Attualmente, il Centro di Gallarate segue circa 1.700 pazienti, provenienti da tutto il territorio nazionale, ma in maggioranza dalla provincia di Varese e zone limitrofe. In prevalenza (più dell’80%) i malati presentano un decorso a ricadute e remissioni e vengono quindi sottoposti a trattamenti immunomodulanti. Circa il 15% dei casi, per contro, presenta un decorso primariamente progressivo e, una parte di essi, viene trattata con immunosoppressori. Il Centro gestisce sia ricoveri ordinari (con 10 posti letto), che ricoveri in day hospital e terapie infusionali, e dispone di un servizio di RMN in buona parte dedicato ai pazienti affetti da SM, oltre ad un centro per la plasmaferesi.
Presso il Presidio Ospedaliero di Saronno, la Struttura Complessa di Neurologia Stroke Unit è stata inserita recentemente nella rete regionale delle malattie rare per la diagnosi, la cura e la certificazione della Corea di Huntigton.

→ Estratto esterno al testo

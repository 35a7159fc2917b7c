//! Collaborator contracts: the aggregate store and the user directory.
//!
//! Both traits return boxed futures instead of using `async fn` so they can be
//! held as `Arc<dyn AggregateStore>` by the services.
//!
//! # Atomicity
//!
//! Every mutating method is a single atomic operation on one event:
//!
//! - [`AggregateStore::append_participant`] checks for an existing entry and
//!   appends in one step, so concurrent joins of the same user produce one entry
//! - [`AggregateStore::set_verification`] updates exactly one embedded entry
//!   without rewriting the rest of the list
//! - [`AggregateStore::save_event`] replaces the whole aggregate only if its
//!   version is still the one the caller read
//!
//! # Implementations
//!
//! - `PostgresAggregateStore` (in `roster-postgres`)
//! - `InMemoryStore` (in `roster-testing`)

use crate::pipeline::{ParticipantPipeline, PipelineOutput};
use crate::types::{Event, EventId, Participant, User, UserId, VerificationStatus, Version};
use chrono::{DateTime, Utc};
use std::future::Future;
use std::pin::Pin;
use thiserror::Error;

/// Boxed future returned by store methods.
pub type StoreFuture<'a, T> = Pin<Box<dyn Future<Output = Result<T, StoreError>> + Send + 'a>>;

/// Errors reported by stores and directories.
#[derive(Error, Debug)]
pub enum StoreError {
    /// The event's version is not the one the caller expected.
    #[error("Concurrency conflict on event {event_id}: expected version {expected}, found {actual}")]
    ConcurrencyConflict {
        /// The event being saved
        event_id: EventId,
        /// The version the caller read
        expected: Version,
        /// The version currently stored
        actual: Version,
    },

    /// An insert named an id that already exists.
    #[error("Event already exists: {0}")]
    DuplicateEvent(EventId),

    /// A version-checked save targeted an event that does not exist.
    #[error("Event not found: {0}")]
    EventNotFound(EventId),

    /// Backend failure.
    #[error("Database error: {0}")]
    Database(String),

    /// A stored document could not be encoded or decoded.
    #[error("Serialization error: {0}")]
    Serialization(String),

    /// The pipeline's stages are not in a valid order.
    #[error("Invalid pipeline: {0}")]
    InvalidPipeline(String),
}

/// Result of a conditional participant append.
#[derive(Clone, Debug, PartialEq, Eq)]
pub enum AppendOutcome {
    /// The participant was appended.
    Appended(Participant),
    /// The user already had an entry; nothing was written.
    AlreadyJoined(Participant),
    /// No event with that id.
    EventMissing,
}

/// Result of a targeted verification update.
#[derive(Clone, Debug, PartialEq, Eq)]
pub enum VerificationOutcome {
    /// The entry changed.
    Updated(Participant),
    /// The entry already held the requested status; nothing was written.
    Unchanged(Participant),
    /// The event exists but the user has no entry in it.
    ParticipantMissing,
    /// No event with that id.
    EventMissing,
}

/// Persistence for event aggregates.
pub trait AggregateStore: Send + Sync {
    /// Load one event by id.
    ///
    /// # Errors
    ///
    /// Backend or decoding failures.
    fn find_event(&self, event_id: EventId) -> StoreFuture<'_, Option<Event>>;

    /// Save a whole aggregate.
    ///
    /// `expected_version` of `None` inserts a new event; `Some(v)` replaces the
    /// stored event only if it is still at `v`. Returns the stored version.
    ///
    /// # Errors
    ///
    /// - [`StoreError::DuplicateEvent`] when inserting an existing id
    /// - [`StoreError::EventNotFound`] when updating a missing id
    /// - [`StoreError::ConcurrencyConflict`] when the version moved
    fn save_event(&self, event: Event, expected_version: Option<Version>) -> StoreFuture<'_, Version>;

    /// Append `participant` unless the event already has an entry for its user.
    ///
    /// # Errors
    ///
    /// Backend or encoding failures.
    fn append_participant(&self, event_id: EventId, participant: Participant) -> StoreFuture<'_, AppendOutcome>;

    /// Set `is_verified` (and `updated_at`) on the single entry for `user_id`.
    ///
    /// # Errors
    ///
    /// Backend or decoding failures.
    fn set_verification(
        &self,
        event_id: EventId,
        user_id: UserId,
        status: VerificationStatus,
        at: DateTime<Utc>,
    ) -> StoreFuture<'_, VerificationOutcome>;

    /// Run a participant pipeline. `None` if the event does not exist.
    ///
    /// The rows and the raw participant count come from the same snapshot.
    ///
    /// # Errors
    ///
    /// - [`StoreError::InvalidPipeline`] for misordered stages
    /// - backend or decoding failures
    fn run_participant_pipeline(&self, pipeline: ParticipantPipeline) -> StoreFuture<'_, Option<PipelineOutput>>;
}

/// Read-only lookup of user records.
pub trait UserDirectory: Send + Sync {
    /// Find a user by id.
    ///
    /// # Errors
    ///
    /// Backend or decoding failures.
    fn find_user(&self, user_id: UserId) -> StoreFuture<'_, Option<User>>;
}
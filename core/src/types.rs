//! Domain types for event rosters.
//!
//! Value objects (identifiers, file references, verification status), the
//! [`Event`] aggregate with its embedded [`Participant`] list, and the read-only
//! [`User`] record owned by the user directory.

use chrono::{DateTime, Utc};
use serde::{Deserialize, Serialize};
use std::fmt;
use std::str::FromStr;
use thiserror::Error;
use uuid::Uuid;

// ============================================================================
// Identifiers
// ============================================================================

/// Error returned when an identifier cannot be parsed.
#[derive(Error, Debug, Clone, PartialEq, Eq)]
#[error("Invalid {kind} id: {value}")]
pub struct ParseIdError {
    kind: &'static str,
    value: String,
}

macro_rules! uuid_id {
    ($(#[$meta:meta])* $name:ident, $kind:literal) => {
        $(#[$meta])*
        #[derive(Clone, Copy, Debug, PartialEq, Eq, PartialOrd, Ord, Hash, Serialize, Deserialize)]
        #[serde(transparent)]
        pub struct $name(Uuid);

        impl $name {
            #[doc = concat!("Creates a new random `", stringify!($name), "`")]
            #[must_use]
            pub fn new() -> Self {
                Self(Uuid::new_v4())
            }

            #[doc = concat!("Create a `", stringify!($name), "` from a `Uuid`")]
            #[must_use]
            pub const fn from_uuid(uuid: Uuid) -> Self {
                Self(uuid)
            }

            /// Get the inner UUID
            #[must_use]
            pub const fn as_uuid(&self) -> &Uuid {
                &self.0
            }
        }

        impl Default for $name {
            fn default() -> Self {
                Self::new()
            }
        }

        impl fmt::Display for $name {
            fn fmt(&self, f: &mut fmt::Formatter<'_>) -> fmt::Result {
                write!(f, "{}", self.0)
            }
        }

        impl FromStr for $name {
            type Err = ParseIdError;

            fn from_str(s: &str) -> Result<Self, Self::Err> {
                Uuid::parse_str(s.trim()).map(Self).map_err(|_| ParseIdError {
                    kind: $kind,
                    value: s.to_string(),
                })
            }
        }
    };
}

uuid_id!(
    /// Unique identifier for an event
    EventId,
    "event"
);
uuid_id!(
    /// Unique identifier for a user in the user directory
    UserId,
    "user"
);
uuid_id!(
    /// Unique identifier for a participant within its event
    ParticipantId,
    "participant"
);
uuid_id!(
    /// Unique identifier for a stored file reference
    FileId,
    "file"
);

/// Aggregate version for optimistic concurrency control.
///
/// Every successful write to an event bumps its version by one. A
/// whole-aggregate save states the version it read; the store rejects the save
/// if another writer got there first.
#[derive(Clone, Copy, Debug, Default, PartialEq, Eq, PartialOrd, Ord, Hash, Serialize, Deserialize)]
#[serde(transparent)]
pub struct Version(u64);

impl Version {
    /// Create a version from a raw number.
    #[must_use]
    pub const fn new(version: u64) -> Self {
        Self(version)
    }

    /// Get the raw version number.
    #[must_use]
    pub const fn value(&self) -> u64 {
        self.0
    }

    /// The version that follows this one.
    #[must_use]
    pub const fn next(&self) -> Self {
        Self(self.0 + 1)
    }
}

impl fmt::Display for Version {
    fn fmt(&self, f: &mut fmt::Formatter<'_>) -> fmt::Result {
        write!(f, "{}", self.0)
    }
}

// ============================================================================
// Timestamps
// ============================================================================

/// Fixed-precision timestamp encoding for persisted participant fields.
///
/// Timestamps are written as RFC 3339 UTC with exactly three fractional digits
/// (`2025-01-01T09:30:00.000Z`). With a fixed width, lexicographic order on the
/// stored strings equals chronological order, and search matches against the
/// same text the store holds.
pub mod timestamp {
    use chrono::{DateTime, SecondsFormat, SubsecRound, Utc};
    use serde::{Deserialize, Deserializer, Serializer};

    /// Drop precision below what [`format`] keeps.
    ///
    /// Values truncated here survive a store round trip unchanged.
    #[must_use]
    pub fn truncate(at: DateTime<Utc>) -> DateTime<Utc> {
        at.trunc_subsecs(3)
    }

    /// Render a timestamp in the persisted string form.
    #[must_use]
    pub fn format(at: &DateTime<Utc>) -> String {
        at.to_rfc3339_opts(SecondsFormat::Millis, true)
    }

    /// Serialize with [`format`].
    ///
    /// # Errors
    ///
    /// Propagates serializer errors.
    pub fn serialize<S: Serializer>(at: &DateTime<Utc>, serializer: S) -> Result<S::Ok, S::Error> {
        serializer.serialize_str(&format(at))
    }

    /// Deserialize any RFC 3339 timestamp.
    ///
    /// # Errors
    ///
    /// Fails when the input is not a valid RFC 3339 string.
    pub fn deserialize<'de, D: Deserializer<'de>>(deserializer: D) -> Result<DateTime<Utc>, D::Error> {
        let raw = String::deserialize(deserializer)?;
        DateTime::parse_from_rfc3339(&raw)
            .map(|at| at.with_timezone(&Utc))
            .map_err(serde::de::Error::custom)
    }
}

// ============================================================================
// Value Objects
// ============================================================================

/// Error returned for verification values outside `{0, 1}`.
#[derive(Error, Debug, Clone, Copy, PartialEq, Eq)]
#[error("Invalid verification status {0}: expected 0 (unverified) or 1 (verified)")]
pub struct InvalidVerificationStatus(pub i64);

/// Verification state of a participant.
///
/// Persisted as the integer `0` or `1`.
#[derive(Clone, Copy, Debug, Default, PartialEq, Eq, Hash, Serialize, Deserialize)]
#[serde(try_from = "i64", into = "i64")]
pub enum VerificationStatus {
    /// Joined but not yet checked by an organizer
    #[default]
    Unverified,
    /// Participation confirmed
    Verified,
}

impl VerificationStatus {
    /// Integer form used in storage.
    #[must_use]
    pub const fn as_i64(self) -> i64 {
        match self {
            Self::Unverified => 0,
            Self::Verified => 1,
        }
    }
}

impl TryFrom<i64> for VerificationStatus {
    type Error = InvalidVerificationStatus;

    fn try_from(value: i64) -> Result<Self, Self::Error> {
        match value {
            0 => Ok(Self::Unverified),
            1 => Ok(Self::Verified),
            other => Err(InvalidVerificationStatus(other)),
        }
    }
}

impl From<VerificationStatus> for i64 {
    fn from(status: VerificationStatus) -> Self {
        status.as_i64()
    }
}

impl From<bool> for VerificationStatus {
    fn from(verified: bool) -> Self {
        if verified { Self::Verified } else { Self::Unverified }
    }
}

/// Reference to an uploaded file.
///
/// Only the shape is modelled here; the bytes belong to the upload storage.
/// Dropping a reference never deletes the stored file.
#[derive(Clone, Debug, PartialEq, Eq, Serialize, Deserialize)]
pub struct FileRef {
    /// Reference id, used to address images for removal
    pub id: FileId,
    /// Form field the file was uploaded under
    pub field_name: String,
    /// File name as supplied by the client
    pub original_name: String,
    /// Transfer encoding
    pub encoding: String,
    /// MIME type
    pub mime_type: String,
    /// Storage path
    pub path: String,
    /// Size in bytes
    pub size: u64,
}

// ============================================================================
// Entities
// ============================================================================

/// A user's participation in one event.
///
/// Embedded in [`Event::participants`]; never addressed outside its event.
#[derive(Clone, Debug, PartialEq, Eq, Serialize, Deserialize)]
pub struct Participant {
    /// Participant id (unique within the event)
    pub id: ParticipantId,
    /// Weak reference to the user directory
    pub user_id: UserId,
    /// Verification state
    pub is_verified: VerificationStatus,
    /// Optional attached file
    pub file: Option<FileRef>,
    /// When the user joined
    #[serde(with = "timestamp")]
    pub created_at: DateTime<Utc>,
    /// Last change to this entry
    #[serde(with = "timestamp")]
    pub updated_at: DateTime<Utc>,
}

impl Participant {
    /// A fresh, unverified participant with no file.
    ///
    /// `now` is truncated to milliseconds, the precision timestamps are stored at.
    #[must_use]
    pub fn new(user_id: UserId, now: DateTime<Utc>) -> Self {
        let now = timestamp::truncate(now);
        Self {
            id: ParticipantId::new(),
            user_id,
            is_verified: VerificationStatus::Unverified,
            file: None,
            created_at: now,
            updated_at: now,
        }
    }

    /// Returns true if the participant has been verified
    #[must_use]
    pub fn is_verified(&self) -> bool {
        self.is_verified == VerificationStatus::Verified
    }
}

/// Descriptive fields of an event.
#[derive(Clone, Debug, PartialEq, Eq, Serialize, Deserialize)]
pub struct EventDetails {
    /// Event title
    pub title: String,
    /// Event description
    pub description: String,
    /// Start of the event
    pub start_at: DateTime<Utc>,
    /// End of the event
    pub end_at: DateTime<Utc>,
    /// Last moment users may register
    pub registration_deadline: DateTime<Utc>,
    /// Venue / location
    pub location: String,
    /// City
    pub city: String,
    /// Advertised capacity (informational, not enforced)
    pub kuota: Option<u32>,
}

/// Event aggregate root.
#[derive(Clone, Debug, PartialEq, Eq, Serialize, Deserialize)]
pub struct Event {
    /// Event id
    pub id: EventId,
    /// Descriptive fields
    #[serde(flatten)]
    pub details: EventDetails,
    /// Attached images, newest first
    pub images: Vec<FileRef>,
    /// URL slug (generated elsewhere)
    pub slug: Option<String>,
    /// Participants in join order
    pub participants: Vec<Participant>,
    /// Store-managed version
    pub version: Version,
    /// Creation time
    pub created_at: DateTime<Utc>,
    /// Last update time
    pub updated_at: DateTime<Utc>,
}

impl Event {
    /// A new event with no images and no participants.
    #[must_use]
    pub fn new(details: EventDetails, now: DateTime<Utc>) -> Self {
        Self {
            id: EventId::new(),
            details,
            images: Vec::new(),
            slug: None,
            participants: Vec::new(),
            version: Version::default(),
            created_at: now,
            updated_at: now,
        }
    }

    /// Find the participant entry for a user.
    #[must_use]
    pub fn participant(&self, user_id: &UserId) -> Option<&Participant> {
        self.participants.iter().find(|p| p.user_id == *user_id)
    }

    /// Raw length of the embedded participant list.
    #[must_use]
    pub fn participant_count(&self) -> u64 {
        self.participants.len() as u64
    }
}

/// User record owned by the user directory. Read-only here.
#[derive(Clone, Debug, PartialEq, Eq, Serialize, Deserialize)]
pub struct User {
    /// User id
    pub id: UserId,
    /// Display name
    pub name: String,
    /// Email address
    pub email: String,
    /// Phone number
    pub phone: String,
}

/// A participant joined with its user record.
#[derive(Clone, Debug, PartialEq, Eq, Serialize, Deserialize)]
pub struct ParticipantView {
    /// Participant id
    pub id: ParticipantId,
    /// Referenced user id
    pub user_id: UserId,
    /// Verification state
    pub is_verified: VerificationStatus,
    /// Optional attached file
    pub file: Option<FileRef>,
    /// When the user joined
    #[serde(with = "timestamp")]
    pub created_at: DateTime<Utc>,
    /// Last change to the participant entry
    #[serde(with = "timestamp")]
    pub updated_at: DateTime<Utc>,
    /// Joined user record
    pub user: User,
}

impl ParticipantView {
    /// Join a participant with its user.
    #[must_use]
    pub fn new(participant: Participant, user: User) -> Self {
        Self {
            id: participant.id,
            user_id: participant.user_id,
            is_verified: participant.is_verified,
            file: participant.file,
            created_at: participant.created_at,
            updated_at: participant.updated_at,
            user,
        }
    }
}
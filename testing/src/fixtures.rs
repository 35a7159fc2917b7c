//! Builders for events, users and file references.

use crate::mocks::epoch;
use chrono::{DateTime, Duration, Utc};
use roster_core::types::{
    Event, EventDetails, EventId, FileId, FileRef, Participant, User, UserId, VerificationStatus,
};

/// A user whose email and phone derive from `name`.
#[must_use]
pub fn user(name: &str) -> User {
    let handle = name.to_lowercase().replace(' ', ".");
    User {
        id: UserId::new(),
        name: name.to_string(),
        email: format!("{handle}@example.com"),
        phone: format!("+62 812 {:04}", handle.len() * 101),
    }
}

/// An image reference named `name`.
#[must_use]
pub fn image(name: &str) -> FileRef {
    FileRef {
        id: FileId::new(),
        field_name: "images".to_string(),
        original_name: name.to_string(),
        encoding: "7bit".to_string(),
        mime_type: "image/png".to_string(),
        path: format!("uploads/{name}"),
        size: 1024,
    }
}

/// Plausible event details anchored at [`epoch`].
#[must_use]
pub fn details(title: &str) -> EventDetails {
    let start = epoch() + Duration::days(30);
    EventDetails {
        title: title.to_string(),
        description: format!("{title} description"),
        start_at: start,
        end_at: start + Duration::hours(8),
        registration_deadline: start - Duration::days(2),
        location: "Main Hall".to_string(),
        city: "Bandung".to_string(),
        kuota: Some(100),
    }
}

/// Builder for [`Event`] fixtures.
///
/// Participants join one minute apart starting at [`epoch`], in the order they
/// are added.
#[derive(Clone, Debug)]
pub struct EventBuilder {
    id: EventId,
    details: EventDetails,
    images: Vec<FileRef>,
    participants: Vec<(UserId, VerificationStatus)>,
    created_at: DateTime<Utc>,
}

impl EventBuilder {
    /// An event titled "Community Meetup" with no images or participants.
    #[must_use]
    pub fn new() -> Self {
        Self {
            id: EventId::new(),
            details: details("Community Meetup"),
            images: Vec::new(),
            participants: Vec::new(),
            created_at: epoch(),
        }
    }

    /// Use a specific id.
    #[must_use]
    pub const fn id(mut self, id: EventId) -> Self {
        self.id = id;
        self
    }

    /// Set the title.
    #[must_use]
    pub fn title(mut self, title: &str) -> Self {
        self.details.title = title.to_string();
        self
    }

    /// Attach an image.
    #[must_use]
    pub fn image(mut self, image: FileRef) -> Self {
        self.images.push(image);
        self
    }

    /// Add an unverified participant.
    #[must_use]
    pub fn participant(self, user_id: UserId) -> Self {
        self.participant_with_status(user_id, VerificationStatus::Unverified)
    }

    /// Add a verified participant.
    #[must_use]
    pub fn verified_participant(self, user_id: UserId) -> Self {
        self.participant_with_status(user_id, VerificationStatus::Verified)
    }

    /// Add a participant with the given status.
    #[must_use]
    pub fn participant_with_status(mut self, user_id: UserId, status: VerificationStatus) -> Self {
        self.participants.push((user_id, status));
        self
    }

    /// Build the event. Its version is left at zero; stores assign one on insert.
    #[must_use]
    pub fn build(self) -> Event {
        let mut event = Event::new(self.details, self.created_at);
        event.id = self.id;
        event.images = self.images;
        event.participants = self
            .participants
            .into_iter()
            .zip(0i64..)
            .map(|((user_id, status), minute)| {
                let mut participant = Participant::new(user_id, self.created_at + Duration::minutes(minute));
                participant.is_verified = status;
                participant
            })
            .collect();
        event
    }
}

impl Default for EventBuilder {
    fn default() -> Self {
        Self::new()
    }
}
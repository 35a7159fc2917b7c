//! Version-checked image edits.

#![allow(clippy::unwrap_used)] // Tests can unwrap
#![allow(clippy::expect_used)] // Tests can expect

use chrono::{DateTime, Utc};
use roster::services::{EventImages, ImageEdit};
use roster_core::pipeline::{ParticipantPipeline, PipelineOutput};
use roster_core::store::{AppendOutcome, StoreFuture, VerificationOutcome};
use roster_core::types::{Event, EventId, FileId, Participant, UserId, VerificationStatus, Version};
use roster_core::{AggregateStore, Resource, RosterError};
use roster_testing::fixtures::{self, EventBuilder};
use roster_testing::mocks::epoch;
use roster_testing::{InMemoryStore, test_clock};
use std::sync::Arc;
use std::sync::atomic::{AtomicBool, Ordering};

/// Store that lets one join slip in right after the first event read.
struct RacingStore {
    inner: InMemoryStore,
    intruder: UserId,
    raced: AtomicBool,
}

impl AggregateStore for RacingStore {
    fn find_event(&self, event_id: EventId) -> StoreFuture<'_, Option<Event>> {
        Box::pin(async move {
            let event = self.inner.find_event(event_id).await?;
            if !self.raced.swap(true, Ordering::SeqCst) {
                self.inner
                    .append_participant(event_id, Participant::new(self.intruder, epoch()))
                    .await?;
            }
            Ok(event)
        })
    }

    fn save_event(&self, event: Event, expected_version: Option<Version>) -> StoreFuture<'_, Version> {
        self.inner.save_event(event, expected_version)
    }

    fn append_participant(&self, event_id: EventId, participant: Participant) -> StoreFuture<'_, AppendOutcome> {
        self.inner.append_participant(event_id, participant)
    }

    fn set_verification(
        &self,
        event_id: EventId,
        user_id: UserId,
        status: VerificationStatus,
        at: DateTime<Utc>,
    ) -> StoreFuture<'_, VerificationOutcome> {
        self.inner.set_verification(event_id, user_id, status, at)
    }

    fn run_participant_pipeline(&self, pipeline: ParticipantPipeline) -> StoreFuture<'_, Option<PipelineOutput>> {
        self.inner.run_participant_pipeline(pipeline)
    }
}

fn event_with_images(names: &[&str]) -> Event {
    names
        .iter()
        .fold(EventBuilder::new(), |builder, name| builder.image(fixtures::image(name)))
        .build()
}

#[tokio::test]
async fn edit_prepends_new_images_and_returns_removed_ones() {
    let store = InMemoryStore::new();
    let event = store.insert_event(event_with_images(&["a.png", "b.png", "c.png"]));
    let images = EventImages::new(Arc::new(store.clone()), Arc::new(test_clock()));
    let new = fixtures::image("new.png");

    let outcome = images
        .edit_event_images(
            event.id,
            ImageEdit {
                remove: vec![event.images[1].id, FileId::new()],
                add: vec![new.clone()],
            },
        )
        .await
        .expect("edit");

    assert_eq!(outcome.removed, vec![event.images[1].clone()]);
    assert_eq!(
        outcome.event.images,
        vec![new, event.images[0].clone(), event.images[2].clone()]
    );
    assert_eq!(outcome.event.version, event.version.next());
    assert_eq!(store.event(event.id).unwrap(), outcome.event);
}

#[tokio::test]
async fn edit_keeps_participants_intact() {
    let store = InMemoryStore::new();
    let alice = store.insert_user(fixtures::user("Alice"));
    let event = store.insert_event(
        EventBuilder::new()
            .image(fixtures::image("poster.png"))
            .verified_participant(alice.id)
            .build(),
    );
    let images = EventImages::new(Arc::new(store.clone()), Arc::new(test_clock()));

    images
        .edit_event_images(
            event.id,
            ImageEdit {
                remove: vec![event.images[0].id],
                add: Vec::new(),
            },
        )
        .await
        .unwrap();

    let stored = store.event(event.id).unwrap();
    assert!(stored.images.is_empty());
    assert_eq!(stored.participants, event.participants);
}

#[tokio::test]
async fn edit_of_missing_event_is_not_found() {
    let images = EventImages::new(Arc::new(InMemoryStore::new()), Arc::new(test_clock()));

    let result = images.edit_event_images(EventId::new(), ImageEdit::default()).await;

    assert!(matches!(result, Err(RosterError::NotFound { resource: Resource::Event, .. })));
}

#[tokio::test]
async fn edit_racing_a_join_is_a_conflict_and_keeps_the_join() {
    let inner = InMemoryStore::new();
    let intruder = inner.insert_user(fixtures::user("Mallory"));
    let event = inner.insert_event(event_with_images(&["a.png"]));
    let store = RacingStore {
        inner: inner.clone(),
        intruder: intruder.id,
        raced: AtomicBool::new(false),
    };
    let images = EventImages::new(Arc::new(store), Arc::new(test_clock()));
    let edit = ImageEdit {
        remove: vec![event.images[0].id],
        add: vec![fixtures::image("b.png")],
    };

    let error = images
        .edit_event_images(event.id, edit.clone())
        .await
        .expect_err("edit should lose the race");
    assert!(error.is_retryable());
    assert!(matches!(error, RosterError::ConcurrencyConflict { event_id, .. } if event_id == event.id));

    let stored = inner.event(event.id).unwrap();
    assert_eq!(stored.images, event.images);
    assert_eq!(stored.participants.len(), 1);

    // A retry reads the new version and succeeds without losing the join
    let outcome = images.edit_event_images(event.id, edit).await.expect("retry");
    assert_eq!(outcome.event.participants.len(), 1);
    assert_eq!(outcome.event.images[0].original_name, "b.png");
}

Anche il Presidio Ospedaliero di Busto Arsizio è incluso nella rete regionale delle malattie rare per la diagnosi, la cura e la certificazione dei difetti congeniti del metabolismo e del trasporto del ferro. I disordini del metabolismo del ferro possono comportare deficit, sovraccarico o maldistribuzione del metallo e si possono classificare in patologie ereditarie e acquisite. Molte patologie acquisite (anemia sideropenica, anemie dei disordini cronici o dell’infiammazione) sono secondarie ad altre patologie. Le forme genetiche di deficit o sovraccarico di ferro sono state meglio definite negli ultimi anni, grazie al miglioramento delle conoscenze sul metabolismo del ferro e sulla sua regolazione. Inoltre, il P.O. di Busto Arsizio è da tempo presente nella rete regionale anche per la diagnosi e la cura di molte altre patologie, quali la sindrome da anticorpi antifosfolipidi (forma primitiva), le piastrinopatie autoimmuni primarie croniche, le sindromi mielodisplastiche, le anemie aplastiche acquisite, la poliangioite microscopica, la granulomatosi eosinofilica con poliangite, la sarcoidosi e le malattie interstiziali polmonari primitive.